Can Embedded Vectors Understand Numbers? BERT vs. ELMo

Selected from arXiv

Authors:Eric Wallace et al.

Translation by Machine Heart

Contributors:Mo Wang

Performing numerical reasoning on natural language text is a long-standing challenge for end-to-end models. Researchers from the Allen Institute for AI, Peking University, and the University of California, Irvine, attempt to explore whether “out-of-the-box” neural NLP models can solve this problem, and how they do so.

Paper: Do NLP Models Know Numbers? Probing Numeracy in Embeddings
Paper link: https://arxiv.org/pdf/1909.07940.pdf

The ability to understand and process numbers (numeracy) is crucial for many complex reasoning tasks. Currently, most natural language processing models treat numbers in text the same way as other tokens: as distributed vectors. But is this sufficient to capture numbers?

Researchers investigated the numerical reasoning capabilities of the current state-of-the-art question-answering models on the DROP dataset, finding that the model excels at solving problems requiring numerical reasoning, meaning it is able to capture numbers.

To understand the source of this capability, researchers tested token embedding methods such as BERT and GloVe on synthetic list maximum, number decoding, and addition tasks. Surprisingly, standard embedding methods naturally possess a high degree of numeracy. For instance, GloVe and word2vec can accurately encode numbers up to thousands. Character-level embeddings are even more accurate—among all pre-trained methods, ELMo has the strongest numeric capturing ability, while the BERT model using subword units is less accurate than ELMo.

Can Embedded Vectors Understand Numbers? BERT vs. ELMo

Figure 1:Researchers trained a probing model based on word embeddings to decode random integers within the range of [-500, 500], such as “71” → 71.0.

Researchers plotted the model’s predictions for all numbers in the range of [-2000, 2000]. The model accurately decoded numbers within the training range (blue), meaning pre-trained embeddings (such as GloVe and BERT) can capture numbers. However, the probing model struggles with larger numbers (red). Char-CNN (e) and Char-LSTM (f) were jointly trained using the probing model.

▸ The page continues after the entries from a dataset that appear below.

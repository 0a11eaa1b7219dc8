//! FreeCell: eight tableau columns, four free cells, four foundations,
//! everything dealt face up.
//!
//! Multi-card tableau moves are supermoves: legality depends on how
//! many cards could be shuffled through empty free cells and empty
//! columns one at a time. The classic capacity formula is
//! `(1 + empty_freecells) * 2^(empty_columns_excluding_target)`.

use log::debug;

use crate::cards::{Card, Deck};
use crate::core::GameRng;
use crate::piles::{PileId, PileKind};
use crate::rules::layout::{BoardLayout, BoardSlot};
use crate::rules::sequence::{foundation_accepts, is_alternating_run};
use crate::rules::{rejects_baseline, tableau_accepts_alternating, GameRule, VariantId};
use crate::state::GameState;

/// FreeCell rule object.
pub struct Freecell {
    state: GameState,
    freecells: [PileId; 4],
    foundations: [PileId; 4],
    tableau: [PileId; 8],
}

impl Freecell {
    /// Deal a fresh game from a seed.
    #[must_use]
    pub fn new(seed: u64) -> Self {
        let mut state = GameState::new();
        let freecells = std::array::from_fn(|_| state.add_pile(PileKind::Freecell));
        let foundations = std::array::from_fn(|_| state.add_pile(PileKind::Foundation));
        let tableau = std::array::from_fn(|_| state.add_pile(PileKind::Tableau));

        let mut deck = Deck::standard_52();
        deck.shuffle(&mut GameRng::new(seed));

        // Round-robin across the eight columns, all face up.
        let mut col = 0;
        while let Some(mut card) = deck.deal_one() {
            card.face_up = true;
            if let Some(pile) = state.pile_mut(tableau[col]) {
                pile.push(card);
            }
            col = (col + 1) % tableau.len();
        }
        debug_assert_eq!(state.total_cards(), 52);

        debug!("freecell deal complete, seed={seed}");

        Self { state, freecells, foundations, tableau }
    }

    #[must_use]
    pub fn freecell_ids(&self) -> &[PileId; 4] {
        &self.freecells
    }

    #[must_use]
    pub fn foundation_ids(&self) -> &[PileId; 4] {
        &self.foundations
    }

    #[must_use]
    pub fn tableau_ids(&self) -> &[PileId; 8] {
        &self.tableau
    }

    /// Largest run movable onto `target` right now.
    #[must_use]
    pub fn max_movable(&self, target: PileId) -> usize {
        let empty_cells = self
            .freecells
            .iter()
            .filter(|&&c| self.state.pile(c).is_some_and(|p| p.is_empty()))
            .count();
        let empty_columns = self
            .tableau
            .iter()
            .filter(|&&t| t != target && self.state.pile(t).is_some_and(|p| p.is_empty()))
            .count();
        (1 + empty_cells) << empty_columns
    }
}

impl GameRule for Freecell {
    fn variant(&self) -> VariantId {
        VariantId::Freecell
    }

    fn game_id(&self) -> &'static str {
        "freecell"
    }

    fn state(&self) -> &GameState {
        &self.state
    }

    fn state_mut(&mut self) -> &mut GameState {
        &mut self.state
    }

    fn can_move(&self, cards: &[Card], from: Option<PileId>, to: PileId) -> bool {
        if rejects_baseline(cards, from, to) {
            return false;
        }
        let Some(target) = self.state.pile(to) else {
            return false;
        };

        match target.kind() {
            PileKind::Foundation => cards.len() == 1 && foundation_accepts(target, cards[0]),
            PileKind::Freecell => cards.len() == 1 && target.is_empty(),
            PileKind::Tableau => {
                if !is_alternating_run(cards) || cards.len() > self.max_movable(to) {
                    return false;
                }
                target.is_empty() || tableau_accepts_alternating(target, cards[0])
            }
            _ => false,
        }
    }

    fn on_move(&mut self, _cards: &[Card], _from: PileId, _to: PileId) {
        // Everything is face up; nothing to flip or collect.
    }

    fn on_stock_click(&mut self) {
        // No stock in FreeCell.
    }

    fn board_layout(&self) -> BoardLayout {
        let mut slots = Vec::with_capacity(16);
        for (i, &c) in self.freecells.iter().enumerate() {
            slots.push(BoardSlot {
                pile: c,
                kind: PileKind::Freecell,
                column: i as u8,
                row: 0,
                fanned: false,
            });
        }
        for (i, &f) in self.foundations.iter().enumerate() {
            slots.push(BoardSlot {
                pile: f,
                kind: PileKind::Foundation,
                column: 4 + i as u8,
                row: 0,
                fanned: false,
            });
        }
        for (i, &t) in self.tableau.iter().enumerate() {
            slots.push(BoardSlot {
                pile: t,
                kind: PileKind::Tableau,
                column: i as u8,
                row: 1,
                fanned: true,
            });
        }
        BoardLayout { columns: 8, slots }
    }
}
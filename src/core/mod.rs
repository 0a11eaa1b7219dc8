//! Shared engine plumbing: deterministic RNG.

pub mod rng;

pub use rng::GameRng;
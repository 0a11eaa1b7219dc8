//! Versioned saved-game records.
//!
//! A save is a JSON document: schema version, registry game id, the
//! full pile snapshot, move count, elapsed play time, and the win flag.
//! Restore re-deals a fresh game of the same id and overwrites its
//! piles from the snapshot, so a record whose variant is unknown or
//! whose pile layout no longer matches the variant's fresh structure is
//! rejected rather than half-applied.

use std::time::Duration;

use anyhow::{bail, Context, Result};
use serde::{Deserialize, Serialize};

use crate::cards::{RANK_ACE, RANK_KING};
use crate::registry;
use crate::session::GameSession;
use crate::state::Snapshot;

/// Current save schema version.
pub const SAVE_VERSION: u32 = 1;

/// Serializable capture of one session.
#[derive(Clone, Debug, PartialEq, Serialize, Deserialize)]
pub struct SavedGame {
    pub version: u32,
    /// Registry id, e.g. `"klondike-3"`.
    pub game_id: String,
    pub snapshot: Snapshot,
    pub move_count: u32,
    pub elapsed_secs: u64,
    pub won: bool,
}

impl SavedGame {
    /// Capture a running session.
    #[must_use]
    pub fn capture(session: &GameSession) -> Self {
        let state = session.state();
        Self {
            version: SAVE_VERSION,
            game_id: session.game_id().to_string(),
            snapshot: state.snapshot(),
            move_count: state.move_count,
            elapsed_secs: state.elapsed().as_secs(),
            won: state.won,
        }
    }

    /// Render as a JSON string.
    pub fn to_json(&self) -> Result<String> {
        serde_json::to_string(self).context("failed to serialize saved game")
    }

    /// Parse from a JSON string.
    pub fn from_json(json: &str) -> Result<Self> {
        serde_json::from_str(json).context("malformed saved game")
    }

    /// Rebuild a session from this record.
    ///
    /// Errors on an unsupported schema version, an unknown game id, a
    /// pile structure that does not match the variant's layout, or card
    /// data the rules could never have produced. Nothing is applied
    /// until every check passes.
    pub fn restore(&self) -> Result<GameSession> {
        if self.version != SAVE_VERSION {
            bail!("unsupported save version {}", self.version);
        }

        // Seed is irrelevant: the deal is overwritten by the snapshot.
        let mut session = registry::create(&self.game_id, 0)?;

        let fresh = session.state().snapshot();
        if fresh.structure() != self.snapshot.structure() {
            bail!("saved pile layout does not match variant {}", self.game_id);
        }

        let saved_cards: usize = self.snapshot.piles.iter().map(|p| p.cards.len()).sum();
        let fresh_cards: usize = fresh.piles.iter().map(|p| p.cards.len()).sum();
        if saved_cards != fresh_cards {
            bail!("saved game holds {saved_cards} cards, expected {fresh_cards}");
        }
        // Serde never runs the rank assertion in `Card::new`, so a
        // hand-edited record could smuggle in ranks the rules choke on.
        if self
            .snapshot
            .piles
            .iter()
            .flat_map(|p| p.cards.iter())
            .any(|c| !(RANK_ACE..=RANK_KING).contains(&c.rank))
        {
            bail!("saved game contains a card with an out-of-range rank");
        }

        let state = session.state_mut();
        state.apply_snapshot(&self.snapshot);
        state.move_count = self.move_count;
        state.won = self.won;
        state.set_elapsed_offset(Duration::from_secs(self.elapsed_secs));
        Ok(session)
    }
}
//! The mutable aggregate for one game session.
//!
//! `GameState` owns every pile, the move counter, the session clock,
//! the win flag, and the undo stack. Undo is snapshot-based: before any
//! mutating action the orchestrator pushes a deep value capture of all
//! piles, and undo restores pile contents from the most recent capture.
//! With at most 104 cards on the table an O(cards) snapshot per move is
//! cheap, and value snapshots cannot dangle the way inverse-operation
//! logs can.
//!
//! The undo stack is uncapped: snapshots are small and a session rarely
//! exceeds a few hundred moves.

use std::time::{Duration, Instant};

use im::Vector;
use rustc_hash::FxHashMap;
use serde::{Deserialize, Serialize};

use crate::cards::Card;
use crate::piles::{CardRun, Pile, PileId, PileKind};

/// Value capture of one pile.
#[derive(Clone, Debug, PartialEq, Eq, Serialize, Deserialize)]
pub struct PileSnapshot {
    pub id: PileId,
    pub kind: PileKind,
    pub cards: Vec<Card>,
}

/// Value capture of the whole table plus the move counter at capture
/// time. Independent of object identity; suitable for storage and
/// comparison.
#[derive(Clone, Debug, PartialEq, Eq, Serialize, Deserialize)]
pub struct Snapshot {
    pub piles: Vec<PileSnapshot>,
    pub move_count: u32,
}

impl Snapshot {
    /// The `(id, kind)` shape of the captured layout, in registration
    /// order. Used to validate restored games against a fresh deal.
    #[must_use]
    pub fn structure(&self) -> Vec<(PileId, PileKind)> {
        self.piles.iter().map(|p| (p.id, p.kind)).collect()
    }
}

/// All piles for one game session, plus bookkeeping.
#[derive(Clone, Debug)]
pub struct GameState {
    /// Piles in registration order. Scan order for foundations and
    /// tableaus is this order.
    piles: Vec<Pile>,
    /// Pile lookup by id.
    index: FxHashMap<PileId, usize>,
    /// Successful moves so far.
    pub move_count: u32,
    /// Set once when the win condition first holds; cleared only by
    /// undo recomputation.
    pub won: bool,
    start: Instant,
    /// Play time accumulated before this process (restored games).
    elapsed_offset: Duration,
    undo_stack: Vector<Snapshot>,
    next_pile_id: u16,
}

impl Default for GameState {
    fn default() -> Self {
        Self::new()
    }
}

impl GameState {
    /// Create an empty state with the clock started.
    #[must_use]
    pub fn new() -> Self {
        Self {
            piles: Vec::new(),
            index: FxHashMap::default(),
            move_count: 0,
            won: false,
            start: Instant::now(),
            elapsed_offset: Duration::ZERO,
            undo_stack: Vector::new(),
            next_pile_id: 0,
        }
    }

    // === Piles ===

    /// Register a new empty pile and return its id.
    pub fn add_pile(&mut self, kind: PileKind) -> PileId {
        let id = PileId::new(self.next_pile_id);
        self.next_pile_id += 1;
        self.index.insert(id, self.piles.len());
        self.piles.push(Pile::new(id, kind));
        id
    }

    /// Look up a pile by id.
    #[must_use]
    pub fn pile(&self, id: PileId) -> Option<&Pile> {
        self.index.get(&id).map(|&i| &self.piles[i])
    }

    /// Look up a pile mutably by id.
    pub fn pile_mut(&mut self, id: PileId) -> Option<&mut Pile> {
        self.index.get(&id).map(|&i| &mut self.piles[i])
    }

    /// All piles in registration order.
    #[must_use]
    pub fn piles(&self) -> &[Pile] {
        &self.piles
    }

    /// Piles of one kind, in registration order.
    pub fn piles_of(&self, kind: PileKind) -> impl Iterator<Item = &Pile> {
        self.piles.iter().filter(move |p| p.kind() == kind)
    }

    /// Ids of piles of one kind, in registration order.
    #[must_use]
    pub fn pile_ids_of(&self, kind: PileKind) -> Vec<PileId> {
        self.piles_of(kind).map(Pile::id).collect()
    }

    /// Total cards on the table.
    #[must_use]
    pub fn total_cards(&self) -> usize {
        self.piles.iter().map(Pile::len).sum()
    }

    /// Move the run starting at `start` in `from` onto the top of `to`.
    ///
    /// An exclusive transfer: the cards leave `from` and arrive on `to`
    /// in the same relative order. Returns the moved run, or `None` if
    /// either pile is unknown or the index is out of bounds. Performs
    /// no legality checking.
    pub fn transfer_run(&mut self, from: PileId, start: usize, to: PileId) -> Option<CardRun> {
        let (&fi, &ti) = (self.index.get(&from)?, self.index.get(&to)?);
        if start >= self.piles[fi].len() || fi == ti {
            return None;
        }
        let run = self.piles[fi].take_from(start);
        self.piles[ti].push_many(run.iter().copied());
        Some(run)
    }

    // === Snapshots and undo ===

    /// Deep value capture of every pile plus the current move count.
    #[must_use]
    pub fn snapshot(&self) -> Snapshot {
        Snapshot {
            piles: self
                .piles
                .iter()
                .map(|p| PileSnapshot {
                    id: p.id(),
                    kind: p.kind(),
                    cards: p.cards().to_vec(),
                })
                .collect(),
            move_count: self.move_count,
        }
    }

    /// Restore pile contents and move count from a snapshot.
    ///
    /// Pile ids in the snapshot must match registered piles; callers
    /// validate structure first (restore) or hold it by construction
    /// (undo).
    pub fn apply_snapshot(&mut self, snapshot: &Snapshot) {
        for pile_snap in &snapshot.piles {
            if let Some(&i) = self.index.get(&pile_snap.id) {
                self.piles[i].set_cards(pile_snap.cards.clone());
            } else {
                debug_assert!(false, "snapshot references unknown pile {}", pile_snap.id);
            }
        }
        self.move_count = snapshot.move_count;
    }

    /// Capture the current state onto the undo stack. Call before any
    /// mutating action.
    pub fn push_undo(&mut self) {
        let snap = self.snapshot();
        self.undo_stack.push_back(snap);
    }

    /// Remove and return the most recent undo capture.
    pub fn pop_undo(&mut self) -> Option<Snapshot> {
        self.undo_stack.pop_back()
    }

    #[must_use]
    pub fn can_undo(&self) -> bool {
        !self.undo_stack.is_empty()
    }

    #[must_use]
    pub fn undo_depth(&self) -> usize {
        self.undo_stack.len()
    }

    // === Clock ===

    /// Play time so far, including time carried over by a restore.
    #[must_use]
    pub fn elapsed(&self) -> Duration {
        self.elapsed_offset + self.start.elapsed()
    }

    /// Carry accumulated play time into this session (restore).
    pub fn set_elapsed_offset(&mut self, offset: Duration) {
        self.elapsed_offset = offset;
        self.start = Instant::now();
    }
}

#[cfg(test)]
mod tests {
    use super::*;
    use crate::cards::Suit;

    fn card(rank: u8, face_up: bool) -> Card {
        let mut c = Card::new(Suit::Hearts, rank);
        c.face_up = face_up;
        c
    }

    fn two_pile_state() -> (GameState, PileId, PileId) {
        let mut state = GameState::new();
        let a = state.add_pile(PileKind::Tableau);
        let b = state.add_pile(PileKind::Tableau);
        (state, a, b)
    }

    #[test]
    fn test_add_and_lookup() {
        let (state, a, b) = two_pile_state();
        assert_ne!(a, b);
        assert_eq!(state.pile(a).unwrap().kind(), PileKind::Tableau);
        assert!(state.pile(PileId::new(99)).is_none());
        assert_eq!(state.piles().len(), 2);
    }

    #[test]
    fn test_piles_of_registration_order() {
        let mut state = GameState::new();
        let f1 = state.add_pile(PileKind::Foundation);
        let t = state.add_pile(PileKind::Tableau);
        let f2 = state.add_pile(PileKind::Foundation);

        let found = state.pile_ids_of(PileKind::Foundation);
        assert_eq!(found, vec![f1, f2]);
        assert_eq!(state.pile_ids_of(PileKind::Tableau), vec![t]);
    }

    #[test]
    fn test_transfer_run_is_exclusive() {
        let (mut state, a, b) = two_pile_state();
        state
            .pile_mut(a)
            .unwrap()
            .push_many([card(9, true), card(8, true), card(7, true)]);

        let run = state.transfer_run(a, 1, b).unwrap();
        assert_eq!(run.len(), 2);
        assert_eq!(state.pile(a).unwrap().len(), 1);
        assert_eq!(
            state.pile(b).unwrap().cards(),
            &[card(8, true), card(7, true)]
        );
    }

    #[test]
    fn test_transfer_run_rejects_bad_args() {
        let (mut state, a, b) = two_pile_state();
        state.pile_mut(a).unwrap().push(card(5, true));

        assert!(state.transfer_run(a, 1, b).is_none()); // index out of bounds
        assert!(state.transfer_run(a, 0, a).is_none()); // from == to
        assert!(state.transfer_run(PileId::new(42), 0, b).is_none());
        assert_eq!(state.pile(a).unwrap().len(), 1);
    }

    #[test]
    fn test_snapshot_round_trip() {
        let (mut state, a, b) = two_pile_state();
        state.pile_mut(a).unwrap().push(card(13, false));
        state.move_count = 3;

        let snap = state.snapshot();

        state.transfer_run(a, 0, b);
        state.pile_mut(b).unwrap().flip_top(true);
        state.move_count = 4;

        state.apply_snapshot(&snap);
        assert_eq!(state.snapshot(), snap);
        assert_eq!(state.move_count, 3);
        assert!(state.pile(b).unwrap().is_empty());
    }

    #[test]
    fn test_undo_stack_discipline() {
        let (mut state, a, _) = two_pile_state();
        assert!(!state.can_undo());

        state.push_undo();
        state.pile_mut(a).unwrap().push(card(1, true));
        state.push_undo();
        assert_eq!(state.undo_depth(), 2);

        let top = state.pop_undo().unwrap();
        assert_eq!(top.piles[0].cards.len(), 1);
        let bottom = state.pop_undo().unwrap();
        assert!(bottom.piles[0].cards.is_empty());
        assert!(state.pop_undo().is_none());
    }

    #[test]
    fn test_snapshot_structure() {
        let (state, a, b) = two_pile_state();
        let structure = state.snapshot().structure();
        assert_eq!(
            structure,
            vec![(a, PileKind::Tableau), (b, PileKind::Tableau)]
        );
    }

    #[test]
    fn test_elapsed_offset() {
        let mut state = GameState::new();
        state.set_elapsed_offset(Duration::from_secs(90));
        assert!(state.elapsed() >= Duration::from_secs(90));
    }

    #[test]
    fn test_snapshot_serde() {
        let (mut state, a, _) = two_pile_state();
        state.pile_mut(a).unwrap().push(card(12, true));
        let snap = state.snapshot();

        let json = serde_json::to_string(&snap).unwrap();
        let back: Snapshot = serde_json::from_str(&json).unwrap();
        assert_eq!(snap, back);
    }
}
//! Klondike: seven tableau columns, a draw stock with waste, four
//! foundations.
//!
//! Tableau builds down in alternating colors, foundations build up by
//! suit. The stock deals `draw_count` cards (1 or 3, fixed at
//! construction) onto the waste; clicking an empty stock recycles the
//! waste face-down.

use log::debug;

use crate::cards::{Card, Deck};
use crate::core::GameRng;
use crate::piles::{PileId, PileKind};
use crate::rules::layout::{BoardLayout, BoardSlot};
use crate::rules::sequence::foundation_accepts;
use crate::rules::{rejects_baseline, tableau_accepts_alternating, GameRule, VariantId};
use crate::state::GameState;

/// Klondike rule object.
pub struct Klondike {
    state: GameState,
    draw_count: u8,
    stock: PileId,
    waste: PileId,
    foundations: [PileId; 4],
    tableau: [PileId; 7],
}

impl Klondike {
    /// Deal a fresh game from a seed.
    ///
    /// `draw_count` must be 1 or 3.
    #[must_use]
    pub fn new(seed: u64, draw_count: u8) -> Self {
        assert!(draw_count == 1 || draw_count == 3, "draw_count must be 1 or 3");

        let mut state = GameState::new();
        let stock = state.add_pile(PileKind::Stock);
        let waste = state.add_pile(PileKind::Waste);
        let foundations = std::array::from_fn(|_| state.add_pile(PileKind::Foundation));
        let tableau = std::array::from_fn(|_| state.add_pile(PileKind::Tableau));

        let mut deck = Deck::standard_52();
        deck.shuffle(&mut GameRng::new(seed));

        // Column i gets i+1 cards, only the last face up.
        for (i, &col) in tableau.iter().enumerate() {
            let cards = deck.deal(i + 1);
            assert_eq!(cards.len(), i + 1, "deck exhausted during tableau deal");
            if let Some(pile) = state.pile_mut(col) {
                pile.push_many(cards);
                pile.flip_top(true);
            }
        }

        let rest = deck.deal(24);
        assert_eq!(rest.len(), 24, "deck exhausted during stock deal");
        if let Some(pile) = state.pile_mut(stock) {
            pile.push_many(rest);
        }
        debug_assert_eq!(state.total_cards(), 52);

        debug!("klondike deal complete, seed={seed} draw={draw_count}");

        Self { state, draw_count, stock, waste, foundations, tableau }
    }

    #[must_use]
    pub fn draw_count(&self) -> u8 {
        self.draw_count
    }

    #[must_use]
    pub fn stock_id(&self) -> PileId {
        self.stock
    }

    #[must_use]
    pub fn waste_id(&self) -> PileId {
        self.waste
    }

    #[must_use]
    pub fn foundation_ids(&self) -> &[PileId; 4] {
        &self.foundations
    }

    #[must_use]
    pub fn tableau_ids(&self) -> &[PileId; 7] {
        &self.tableau
    }
}

impl GameRule for Klondike {
    fn variant(&self) -> VariantId {
        VariantId::Klondike
    }

    fn game_id(&self) -> &'static str {
        if self.draw_count == 3 {
            "klondike-3"
        } else {
            "klondike"
        }
    }

    fn state(&self) -> &GameState {
        &self.state
    }

    fn state_mut(&mut self) -> &mut GameState {
        &mut self.state
    }

    fn can_move(&self, cards: &[Card], from: Option<PileId>, to: PileId) -> bool {
        if rejects_baseline(cards, from, to) {
            return false;
        }
        if !cards.iter().all(|c| c.face_up) {
            return false;
        }
        // Waste and foundations release one card at a time.
        if let Some(source) = from.and_then(|id| self.state.pile(id)) {
            if source.kind() != PileKind::Tableau && cards.len() > 1 {
                return false;
            }
        }
        let Some(target) = self.state.pile(to) else {
            return false;
        };

        match target.kind() {
            PileKind::Foundation => cards.len() == 1 && foundation_accepts(target, cards[0]),
            PileKind::Tableau => tableau_accepts_alternating(target, cards[0]),
            _ => false,
        }
    }

    fn on_move(&mut self, _cards: &[Card], from: PileId, _to: PileId) {
        // Expose the card uncovered in the source column.
        let Some(source) = self.state.pile_mut(from) else {
            return;
        };
        if source.kind() == PileKind::Tableau {
            if let Some(top) = source.top() {
                if !top.face_up {
                    source.flip_top(true);
                }
            }
        }
    }

    fn on_stock_click(&mut self) {
        let stock_empty = self.state.pile(self.stock).map_or(true, |p| p.is_empty());

        if stock_empty {
            // Recycle: waste back onto stock in pop order, face down.
            let mut recycled = 0u32;
            loop {
                let Some(mut card) = self.state.pile_mut(self.waste).and_then(|w| w.pop())
                else {
                    break;
                };
                card.face_up = false;
                if let Some(stock) = self.state.pile_mut(self.stock) {
                    stock.push(card);
                }
                recycled += 1;
            }
            if recycled > 0 {
                debug!("recycled {recycled} waste cards into stock");
            }
        } else {
            for _ in 0..self.draw_count {
                let Some(mut card) = self.state.pile_mut(self.stock).and_then(|s| s.pop())
                else {
                    break;
                };
                card.face_up = true;
                if let Some(waste) = self.state.pile_mut(self.waste) {
                    waste.push(card);
                }
            }
        }
    }

    fn board_layout(&self) -> BoardLayout {
        let mut slots = vec![
            BoardSlot { pile: self.stock, kind: PileKind::Stock, column: 0, row: 0, fanned: false },
            BoardSlot { pile: self.waste, kind: PileKind::Waste, column: 1, row: 0, fanned: false },
        ];
        for (i, &f) in self.foundations.iter().enumerate() {
            slots.push(BoardSlot {
                pile: f,
                kind: PileKind::Foundation,
                column: 3 + i as u8,
                row: 0,
                fanned: false,
            });
        }
        for (i, &t) in self.tableau.iter().enumerate() {
            slots.push(BoardSlot {
                pile: t,
                kind: PileKind::Tableau,
                column: i as u8,
                row: 1,
                fanned: true,
            });
        }
        BoardLayout { columns: 7, slots }
    }
}
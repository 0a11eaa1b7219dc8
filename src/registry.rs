//! Variant registry: string id to constructed, dealt game.
//!
//! The registry is the only place a variant is chosen; everything past
//! construction works through the [`GameRule`] trait object. Unknown
//! ids are hard errors for the caller to catch and fall back from.

use anyhow::{bail, Result};
use log::info;

use crate::cards::SpiderSuits;
use crate::core::GameRng;
use crate::rules::{Freecell, GameRule, Klondike, Spider};
use crate::session::GameSession;

/// Presentation metadata for one registered game.
#[derive(Clone, Copy, Debug, PartialEq, Eq)]
pub struct GameInfo {
    pub id: &'static str,
    pub name: &'static str,
    pub description: &'static str,
}

/// Every registered game, in menu order.
pub const GAMES: &[GameInfo] = &[
    GameInfo {
        id: "klondike",
        name: "Klondike",
        description: "The classic: seven columns, draw one from the stock.",
    },
    GameInfo {
        id: "klondike-3",
        name: "Klondike (Draw 3)",
        description: "Klondike dealing three stock cards at a time.",
    },
    GameInfo {
        id: "spider",
        name: "Spider (1 suit)",
        description: "Ten columns, one suit, build full King-to-Ace runs.",
    },
    GameInfo {
        id: "spider-2",
        name: "Spider (2 suits)",
        description: "Spider with spades and hearts.",
    },
    GameInfo {
        id: "spider-4",
        name: "Spider (4 suits)",
        description: "Full-difficulty Spider with all four suits.",
    },
    GameInfo {
        id: "freecell",
        name: "FreeCell",
        description: "Everything face up, four free cells, supermoves.",
    },
];

/// The registered games for menu presentation.
#[must_use]
pub fn game_list() -> &'static [GameInfo] {
    GAMES
}

/// Construct and deal a game by registry id.
///
/// Errors on an unknown id; the application layer catches this and
/// falls back to a default game.
pub fn create(id: &str, seed: u64) -> Result<GameSession> {
    let rule: Box<dyn GameRule> = match id {
        "klondike" => Box::new(Klondike::new(seed, 1)),
        "klondike-3" => Box::new(Klondike::new(seed, 3)),
        "spider" => Box::new(Spider::new(seed, SpiderSuits::One)),
        "spider-2" => Box::new(Spider::new(seed, SpiderSuits::Two)),
        "spider-4" => Box::new(Spider::new(seed, SpiderSuits::Four)),
        "freecell" => Box::new(Freecell::new(seed)),
        _ => bail!("unknown game variant: {id}"),
    };
    info!("created game {id} with seed {seed}");
    Ok(GameSession::new(rule))
}

/// Construct a game by id with a fresh random seed.
pub fn create_random(id: &str) -> Result<GameSession> {
    create(id, GameRng::from_entropy().seed())
}

#[cfg(test)]
mod tests {
    use super::*;
    use crate::rules::VariantId;

    #[test]
    fn test_every_listed_id_constructs() {
        for info in game_list() {
            let session = create(info.id, 5).unwrap();
            assert_eq!(session.game_id(), info.id);
        }
    }

    #[test]
    fn test_unknown_id_is_error() {
        let err = create("pyramid", 5).unwrap_err();
        assert!(err.to_string().contains("unknown game variant"));
    }

    #[test]
    fn test_variants_map_correctly() {
        assert_eq!(create("klondike", 1).unwrap().rule().variant(), VariantId::Klondike);
        assert_eq!(create("spider-4", 1).unwrap().rule().variant(), VariantId::Spider);
        assert_eq!(create("freecell", 1).unwrap().rule().variant(), VariantId::Freecell);
    }

    #[test]
    fn test_deck_sizes_per_variant() {
        assert_eq!(create("klondike", 9).unwrap().state().total_cards(), 52);
        assert_eq!(create("spider-2", 9).unwrap().state().total_cards(), 104);
        assert_eq!(create("freecell", 9).unwrap().state().total_cards(), 52);
    }

    #[test]
    fn test_same_seed_same_deal() {
        let a = create("klondike", 1234).unwrap();
        let b = create("klondike", 1234).unwrap();
        assert_eq!(a.state().snapshot(), b.state().snapshot());
    }

    #[test]
    fn test_create_random_constructs() {
        let session = create_random("freecell").unwrap();
        assert_eq!(session.state().total_cards(), 52);
    }
}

The Importance of “Numeracy” in NLP Models

The first step in performing numerical reasoning on natural language is numeracy: understanding and processing numbers in numeric or textual form. For example, you must understand that “23” is greater than “twenty-two.” When a number appears (possibly implicitly), reasoning algorithms can process the text, such as extracting a list of scores and calculating the maximum (the first question in Figure 2). Performing numerical reasoning on paragraphs with only question-answer supervision has been a long-standing challenge for end-to-end models, and this study attempts to explore whether “out-of-the-box” neural NLP models have learned and how they learn to solve this problem.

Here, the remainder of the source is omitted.